Work required => Look at the entries below and restate word for word the lines from the first through the one that has "if tokens.len() >= 2".

_ _ _

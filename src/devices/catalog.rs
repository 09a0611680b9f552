use crate::config::{sanitize_command, AppConfig};
use crate::lock_or_recover;
use crate::log_debug;
use crate::voice::{DeviceEvent, VoiceHandle};
use anyhow::{anyhow, bail, Context, Result};
use crossbeam_channel::Sender;
use std::process::{Command, Stdio};
use std::sync::{Arc, Mutex};
use std::thread;

/// Parse voice listings. Understands the `espeak --voices` table (priority, language,
/// age/gender, name, file) and plain `locale name` lines.
pub fn parse_voice_table(output: &str) -> Vec<VoiceHandle> {
    let mut voices = Vec::new();
    for line in output.lines() {
        let tokens: Vec<&str> = line.split_whitespace().collect();
        let Some(first) = tokens.first() else {
            continue;
        };
        if first.eq_ignore_ascii_case("pty") || first.starts_with('#') {
            continue;
        }
        if first.chars().all(|ch| ch.is_ascii_digit()) {
            if tokens.len() >= 4 {
                voices.push(VoiceHandle::new(tokens[3], tokens[1].replace('_', "-")));
            }
            continue;
        }
        if tokens.len() >= 2 {
            voices.push(VoiceHandle::new(
                tokens[1..].join(" "),
                first.replace('_', "-"),
            ));
        }
    }
    voices
}

/// Run the listing command and parse its stdout.
pub(crate) fn list_voices_blocking(argv: &[String]) -> Result<Vec<VoiceHandle>> {
    let Some(program) = argv.first() else {
        bail!("voice listing command is empty");
    };
    let output = Command::new(program)
        .args(&argv[1..])
        .stdin(Stdio::null())
        .output()
        .with_context(|| format!("failed to run voice listing command '{program}'"))?;
    if !output.status.success() {
        return Err(anyhow!(
            "voice listing command failed with status {}",
            output.status
        ));
    }
    Ok(parse_voice_table(&String::from_utf8_lossy(&output.stdout)))
}

/// Lazily loaded voice catalog. The first request starts a background listing and
/// returns nothing; `VoicesChanged` fires once the list is ready.
pub struct VoiceCatalog {
    argv: Vec<String>,
    cache: Arc<Mutex<Option<Vec<VoiceHandle>>>>,
    loading: bool,
}

impl VoiceCatalog {
    pub fn new(argv: Vec<String>) -> Self {
        Self {
            argv,
            cache: Arc::new(Mutex::new(None)),
            loading: false,
        }
    }

    pub fn voices(&mut self, events: &Sender<DeviceEvent>) -> Vec<VoiceHandle> {
        if let Some(voices) = lock_or_recover(&self.cache, "voice catalog").as_ref() {
            return voices.clone();
        }
        if !self.loading {
            self.loading = true;
            let argv = self.argv.clone();
            let cache = Arc::clone(&self.cache);
            let events = events.clone();
            thread::spawn(move || {
                let voices = list_voices_blocking(&argv).unwrap_or_else(|err| {
                    log_debug(&format!("voice listing failed: {err:#}"));
                    Vec::new()
                });
                log_debug(&format!("voice catalog loaded ({} voices)", voices.len()));
                *lock_or_recover(&cache, "voice catalog") = Some(voices);
                let _ = events.send(DeviceEvent::VoicesChanged);
            });
        }
        Vec::new()
    }

    pub fn from_config(config: &AppConfig) -> Result<Self> {
        Ok(Self::new(sanitize_command(&config.voices_cmd, "--voices-cmd")?))
    }

    /// Synchronous listing for `--list-voices`.
    pub fn list_now(&self) -> Result<Vec<VoiceHandle>> {
        list_voices_blocking(&self.argv)
    }
}

#[cfg(test)]
mod tests {
    use super::*;
    use crossbeam_channel::unbounded;
    use std::time::Duration;

    const ESPEAK_TABLE: &str = "\
Pty Language       Age/Gender VoiceName          File                 Other Languages
 5  af              --/M      Afrikaans          gmw/af
 2  en-gb           --/M      English_(Great_Britain) gmw/en           (en 2)
 2  en-us           --/M      English_(America)  gmw/en-US            (en 3)
";

    #[test]
    fn parses_espeak_table() {
        let voices = parse_voice_table(ESPEAK_TABLE);
        assert_eq!(voices.len(), 3);
        assert_eq!(voices[2], VoiceHandle::new("English_(America)", "en-us"));
        assert_eq!(voices[1].locale, "en-gb");
    }

    #[test]
    fn parses_locale_name_lines() {
        let voices = parse_voice_table("en_US Google US English\n\nde-DE Anna\nsolo\n");
        assert_eq!(
            voices,
            vec![
                VoiceHandle::new("Google US English", "en-US"),
                VoiceHandle::new("Anna", "de-DE"),
            ]
        );
    }

    #[test]
    fn empty_command_is_an_error() {
        assert!(list_voices_blocking(&[]).is_err());
    }

    #[cfg(unix)]
    #[test]
    fn background_listing_fills_cache_and_notifies() {
        let mut catalog = VoiceCatalog::new(vec![
            "sh".to_string(),
            "-c".to_string(),
            "echo 'en-US Samantha'".to_string(),
        ]);
        let (tx, rx) = unbounded();
        assert!(catalog.voices(&tx).is_empty());
        assert_eq!(
            rx.recv_timeout(Duration::from_secs(5)).expect("catalog event"),
            DeviceEvent::VoicesChanged
        );
        assert_eq!(
            catalog.voices(&tx),
            vec![VoiceHandle::new("Samantha", "en-US")]
        );
    }

    #[cfg(unix)]
    #[test]
    fn failed_listing_yields_empty_catalog() {
        let catalog = VoiceCatalog::new(vec!["false".to_string()]);
        assert!(catalog.list_now().is_err());
    }
}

_ _ _

Answer box =>
filename src/devices/catalog.rs
repository 09a0611680b9f552
use crate::config::{sanitize_command, AppConfig};
use crate::lock_or_recover;
use crate::log_debug;
use crate::voice::{DeviceEvent, VoiceHandle};
use anyhow::{anyhow, bail, Context, Result};
use crossbeam_channel::Sender;
use std::process::{Command, Stdio};
use std::sync::{Arc, Mutex};
use std::thread;

/// Parse voice listings. Understands the `espeak --voices` table (priority, language,
/// age/gender, name, file) and plain `locale name` lines.
pub fn parse_voice_table(output: &str) -> Vec<VoiceHandle> {
    let mut voices = Vec::new();
    for line in output.lines() {
        let tokens: Vec<&str> = line.split_whitespace().collect();
        let Some(first) = tokens.first() else {
            continue;
        };
        if first.eq_ignore_ascii_case("pty") || first.starts_with('#') {
            continue;
        }
        if first.chars().all(|ch| ch.is_ascii_digit()) {
            if tokens.len() >= 4 {
                voices.push(VoiceHandle::new(tokens[3], tokens[1].replace('_', "-")));
            }
            continue;
        }
        if tokens.len() >= 2 {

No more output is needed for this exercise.